On this day during our memorial time, Kate told about a poor man, dying virtually alone.  He was in his early twenties - younger than we were!  He had a place to be, a 'home', but the people around him were not coping well with his care.  I don't remember if they were family or friends, but in his weakened and confused state he kept throwing himself out of his bed onto the floor.  They were angry and frustrated with this.  In hospice, we call this 'terminal restlessness', and odd, restless behaviors are not necessarily uncommon.  One day, Kate walked in and he was on the floor again.  Something dawned on her - he was so terribly weak, so wretchedly frail.  "He wants to die on the floor," she realized.  And she got down on the floor and put her arms around him.  After a short time, he died on the floor, in her arms.

I will always be awed by her love.  To me, this was an act of spontaneous love and mercy.  I witnessed and was a part of many such moments during my work in hospice.  It made me into, what Rev. Dr. Martin Luther King, Jr. might call, an extremist for love.   There are many uncertainties in this life, but I know that we are put here to love one another.  To grow to be unafraid of loving one another.  To grow to be unafraid of feeling the love others have for us, and knowing we are loved. 

Recently, I have been saddened to witness and be touched by violence and death, both in my community in and my professional life.  I am humbled by the healing we all need. 

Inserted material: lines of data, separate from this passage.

//! Headless `--agent` mode: a blocking synchronous loop that reads JSON
//! commands from stdin and writes JSON responses to stdout.
//!
//! ## Protocol
//!
//! Each line of stdin is a JSON object with a `"cmd"` discriminator.
//! Each line of stdout is a JSON response with `"protocol_version"` and
//! `"type"` fields. See [`simulation::agent_protocol`] for the full schema.
//! Logs go to stderr so they never interleave with responses.

use bevy::app::App;
use bevy::prelude::*;

use simulation::agent_protocol::{
    make_response, HostCommand, HostResponse, ResponsePayload, MAX_STEP_TICKS,
};
use simulation::crops::{CropHarvested, CropMatured};
use simulation::game_params::GridParams;
use simulation::grid_frame::GridFrame;
use simulation::grid_rotation::RotationInput;
use simulation::interaction::PointerEvent;
use simulation::interaction_mode::InteractionMode;
use simulation::inventory::ItemCountChanged;
use simulation::observation::build_observation;
use simulation::outcome_log::OutcomeLog;
use simulation::TickCounter;

/// Build the headless app: no window, no renderer, just the grid.
pub fn build_agent_app(params: GridParams) -> App {
    let mut app = App::new();
    app.add_plugins(MinimalPlugins);
    app.add_plugins(bevy::log::LogPlugin::default());
    app.add_plugins(bevy::state::app::StatesPlugin);
    app.insert_resource(params);
    app.add_plugins(simulation::SimulationPlugin);

    // Initial update so Startup systems execute and resources initialize.
    app.update();
    app
}

#[cfg(not(target_arch = "wasm32"))]
pub fn run_agent_mode(params: GridParams) {
    use std::io::{BufRead, Write};

    use simulation::agent_protocol::PROTOCOL_VERSION;

    let mut app = build_agent_app(params);

    // -- I/O setup -----------------------------------------------------------
    let stdin = std::io::stdin();
    let stdout = std::io::stdout();
    let mut stdout = stdout.lock();

    let mut send = |response: &HostResponse| -> bool {
        let line = match serde_json::to_string(response) {
            Ok(line) => line,
            Err(e) => {
                error!("cannot encode response: {e}");
                return true;
            }
        };
        writeln!(stdout, "{line}").and_then(|_| stdout.flush()).is_ok()
    };

    // Send the "ready" message so the host knows we are live.
    if !send(&make_response(ResponsePayload::Ready)) {
        return;
    }
    info!(
        "stackfarm agent mode v{} ready, waiting for commands on stdin",
        PROTOCOL_VERSION
    );

    // -- Main command loop ---------------------------------------------------
    for line in stdin.lock().lines() {
        let line = match line {
            Ok(l) => l,
            Err(e) => {
                error!("stdin read error: {e}");
                break;
            }
        };

        if line.trim().is_empty() {
            continue;
        }

        let response = match serde_json::from_str::<HostCommand>(&line) {
            Ok(cmd) => process_command(cmd, &mut app),
            Err(e) => make_response(ResponsePayload::Error {
                message: format!("Parse error: {e}"),
            }),
        };
        let is_goodbye = matches!(response.payload, ResponsePayload::Goodbye);

        if !send(&response) || is_goodbye {
            break;
        }
    }

    info!("stackfarm agent mode shutting down");
}

// ---------------------------------------------------------------------------
// Ticking
// ---------------------------------------------------------------------------

/// Run `n` fixed ticks. `FixedUpdate` is driven directly so every tick
/// advances exactly one timestep regardless of wall-clock time.
fn advance(app: &mut App, n: u64) {
    for _ in 0..n {
        let world = app.world_mut();
        world.run_schedule(FixedUpdate);
        // Every reader runs each tick, so swapping after each one loses
        // nothing and keeps the buffers bounded.
        world.resource_mut::<Events<PointerEvent>>().update();
        world.resource_mut::<Events<RotationInput>>().update();
        world.resource_mut::<Events<ItemCountChanged>>().update();
        world.resource_mut::<Events<CropMatured>>().update();
        world.resource_mut::<Events<CropHarvested>>().update();
    }
}

/// Run one tick after queueing an input and report what it caused.
fn tick_and_collect(app: &mut App) -> HostResponse {
    let mark = app.world().resource::<OutcomeLog>().total();
    advance(app, 1);
    let outcomes = app.world().resource::<OutcomeLog>().since(mark).to_vec();
    make_response(ResponsePayload::Outcomes { outcomes })
}

// ---------------------------------------------------------------------------
// Command dispatch
// ---------------------------------------------------------------------------

pub fn process_command(cmd: HostCommand, app: &mut App) -> HostResponse {
    match cmd {
        HostCommand::Pointer { event } => {
            let frame = app.world().get_resource::<GridFrame>();
            match event.to_event(frame) {
                Ok(event) => {
                    app.world_mut().send_event(event);
                    tick_and_collect(app)
                }
                Err(e) => make_response(ResponsePayload::Error {
                    message: e.to_string(),
                }),
            }
        }

        HostCommand::Rotate { input } => {
            app.world_mut().send_event(RotationInput::from(input));
            tick_and_collect(app)
        }

        HostCommand::SetPreview { enabled } => {
            app.world_mut()
                .resource_mut::<InteractionMode>()
                .set_preview(enabled);
            make_response(ResponsePayload::Ok)
        }

        HostCommand::Step { ticks } => {
            advance(app, ticks.min(MAX_STEP_TICKS));
            let tick = app
                .world()
                .get_resource::<TickCounter>()
                .map(|t| t.0)
                .unwrap_or(0);
            make_response(ResponsePayload::StepComplete { tick })
        }

        HostCommand::Observe => make_response(ResponsePayload::Observation {
            observation: build_observation(app.world()),
        }),

        HostCommand::Quit => make_response(ResponsePayload::Goodbye),
    }
}
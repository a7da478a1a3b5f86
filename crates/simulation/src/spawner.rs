//! Spawn templates: what each inventory kind turns into when dragged out.
//!
//! The engine never builds entities on its own. The interaction layer asks
//! [`SpawnTemplates`] for the template of a kind and uses the helpers below
//! to instantiate previews, tiles and crops.

use std::collections::BTreeMap;

use bevy::prelude::*;

use crate::crops::CropPreview;
use crate::game_params::{CropEntry, GridParams};
use crate::inventory::PlaceableType;
use crate::tiles::{GridAnchored, PlantSlot, TerrainKind, Tile};

#[derive(Debug, Clone, Copy, PartialEq)]
pub enum SpawnTemplate {
    Tile { terrain: TerrainKind },
    Crop(CropEntry),
}

#[derive(Resource, Debug, Clone, Default)]
pub struct SpawnTemplates {
    templates: BTreeMap<PlaceableType, SpawnTemplate>,
}

impl SpawnTemplates {
    /// One tile template per terrain kind plus one crop template per entry of
    /// the crop table. Crop kinds without an entry cannot be spawned.
    pub fn from_params(params: &GridParams) -> Self {
        let mut templates = BTreeMap::new();
        for kind in PlaceableType::ALL {
            if let Some(terrain) = kind.terrain() {
                templates.insert(kind, SpawnTemplate::Tile { terrain });
            }
        }
        for entry in &params.crops {
            templates.entry(entry.kind).or_insert(SpawnTemplate::Crop(*entry));
        }
        Self { templates }
    }

    pub fn get(&self, kind: PlaceableType) -> Option<&SpawnTemplate> {
        self.templates.get(&kind)
    }
}

/// Spawn a tile entity. It is not tracked until placed.
pub fn spawn_tile(commands: &mut Commands, terrain: TerrainKind, transform: Transform) -> Entity {
    commands
        .spawn((
            Tile::new(terrain),
            PlantSlot::default(),
            transform,
            GridAnchored,
            Name::new(format!("{:?} tile", terrain)),
        ))
        .id()
}

/// Spawn the stand-in for a crop being dragged from the inventory.
pub fn spawn_crop_preview(
    commands: &mut Commands,
    kind: PlaceableType,
    transform: Transform,
) -> Entity {
    commands
        .spawn((
            CropPreview { kind },
            transform,
            Name::new(format!("{:?} preview", kind)),
        ))
        .id()
}
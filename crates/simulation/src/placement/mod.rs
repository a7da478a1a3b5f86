//! Placement protocol: where a released tile lands, what happens when its
//! cell is full, how occupancy is rebuilt after a frame rotation and when a
//! tile may be recycled.
//!
//! [`engine`] holds the pure protocol over [`crate::tile_grid::TileGrid`].
//! [`PlacementEngine`] is the system-param wrapper that applies the side
//! effects: despawning discarded tiles, inventory updates and the outcome log.

mod engine;
mod param;
mod tests;

pub use engine::{recycle, replay_all, try_place, PlacedTile, ReplayReport};
pub use param::PlacementEngine;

Violence and death pull up many uncertainties in us.  Yet, if I had to say I believed only one thing, I would have to say this:  Love.  I believe the boy who died in Kate's arms experienced some type of healing and peace through love and her willingness to overcome internal fears, and conventional rules and norms. 

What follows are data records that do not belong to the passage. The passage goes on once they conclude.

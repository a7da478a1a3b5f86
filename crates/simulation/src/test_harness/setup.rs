//! Builder methods that put tiles on the grid directly, bypassing pointer
//! input, for scenarios that only care about the resulting layout.

use bevy::prelude::*;

use crate::errors::GridError;
use crate::grid_frame::{CellCoord, GridFrame};
use crate::inventory::{Inventory, ItemStock, PlaceableType};
use crate::placement::{self, PlacedTile};
use crate::tile_grid::TileGrid;
use crate::tiles::{GridAnchored, PlantSlot, TerrainKind, Tile};

use super::TestGarden;

impl TestGarden {
    // -----------------------------------------------------------------------
    // Tiles
    // -----------------------------------------------------------------------

    /// Spawn an untracked tile at `pos`.
    pub fn spawn_tile(&mut self, terrain: TerrainKind, pos: Vec3) -> Entity {
        self.world_mut()
            .spawn((
                Tile::new(terrain),
                PlantSlot::default(),
                Transform::from_translation(pos),
                GridAnchored,
            ))
            .id()
    }

    /// Spawn a tile at `pos` and place it like a released drag. The tile is
    /// despawned if its cell is full.
    pub fn place_tile_at(
        &mut self,
        terrain: TerrainKind,
        pos: Vec3,
    ) -> Result<(Entity, PlacedTile), GridError> {
        let entity = self.spawn_tile(terrain, pos);
        let world = self.world_mut();
        let mut transform = Transform::from_translation(pos);
        let result = world.resource_scope(|world, mut grid: Mut<TileGrid>| {
            let frame = world.resource::<GridFrame>();
            placement::try_place(&mut grid, frame, entity, &mut transform)
        });
        match result {
            Ok(placed) => {
                world.entity_mut(entity).insert(transform);
                Ok((entity, placed))
            }
            Err(err) => {
                world.despawn(entity);
                Err(err)
            }
        }
    }

    /// Place a tile in `cell`, on top of whatever is already there.
    pub fn place_tile(&mut self, terrain: TerrainKind, cell: CellCoord) -> Entity {
        let pos = self.cell_center(cell);
        self.place_tile_at(terrain, pos)
            .map(|(entity, _)| entity)
            .unwrap_or_else(|err| panic!("placing {terrain:?} at {cell} failed: {err}"))
    }

    /// Builder form of [`TestGarden::place_tile`] stacking `count` tiles.
    pub fn with_stack(mut self, terrain: TerrainKind, cell: CellCoord, count: usize) -> Self {
        for _ in 0..count {
            self.place_tile(terrain, cell);
        }
        self
    }

    // -----------------------------------------------------------------------
    // Inventory
    // -----------------------------------------------------------------------

    /// Drain the stock of `kind` down to `count`.
    pub fn with_stock(mut self, kind: PlaceableType, count: u32) -> Self {
        let mut inventory = self.world_mut().resource_mut::<Inventory>();
        while inventory.count(kind) > count {
            inventory.use_item(kind);
        }
        while inventory.count(kind) < count {
            if !inventory.return_item(kind) {
                break;
            }
        }
        inventory.drain_pending();
        self
    }
}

I have friends from every spiritual and non-spiritual system of belief...but, it's hard for me to write about love without writing about God.  Almost daily, I witness something more powerful and profound, more miraculous than the many hard times that can be a part of our lives.  I call this "God."  And there's not much I can know about God for sure, but I have experienced love. 

In dark moments love may come to you in unexpected forms and places .  You are also an agent of love.  This I believe.

Saturday, August 4, 2012

National Alliance on Mental Illness - www.nami.org

I woke up this morning to a slow rain and faraway thunderstorm.  It feels good after all this dry and heat.  And there's also something melancholy about the rain and a dawn that is dark. 

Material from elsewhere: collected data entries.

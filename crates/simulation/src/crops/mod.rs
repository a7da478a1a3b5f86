mod systems;
pub mod types;

pub use systems::{grow_crops, harvest, try_plant_crop, CropsPlugin};
pub use types::{Crop, CropHarvested, CropMatured, CropPreview, GrowthState, HarvestTally};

I am aware that there is a funeral in my small community this weekend.  As has been reported in the news, a mother in our area, who'd apparently suffered from terrible depression, killed her children and herself. 

We live in a world full of the unknown and the unknowable.  Several people this week have asked me, as a grief therapist, "why?" 

There are not simple answers.  In this time that is so grievous to so many, I don't know how much room there is for hope.  I think it is insensitive to ask people to 'hope' before they are ready.  Yet, as a grief therapist, and someone who has been around death and dying for much of my professional life, as someone who has worked with survivors of a loved ones' suicide, or homicide, and even murder-suicide, what I hear again and again from survivors is that they wish there was more public knowledge, information and understanding about mental illness.

If you or someone you love has mental illness, please know that there are resources and help.  The National Alliance on Mental Illness  www.nami.org is a great place to start.

There are many kinds of mental illness.  Some kinds feel terrible to the person who is suffering. Some, oddly enough may look like suffering to us on the outside, but the person with the mental illness, doesn't feel bad or they aren't aware that they're putting themselves in danger. 

Sometimes, when we hear about or are touched by terrible and sad events in our communities and our world, we feel for an instant that it is an outrageous thing to hope.  Yet, I must dream of a time where these types of tragedies, whether it is in my community or in Aurora, Colorado are, literally NOT.  Hope can be found where there is love and understanding, where we all know that we are not alone, and that our suffering does not need to be a secret or a source of shame.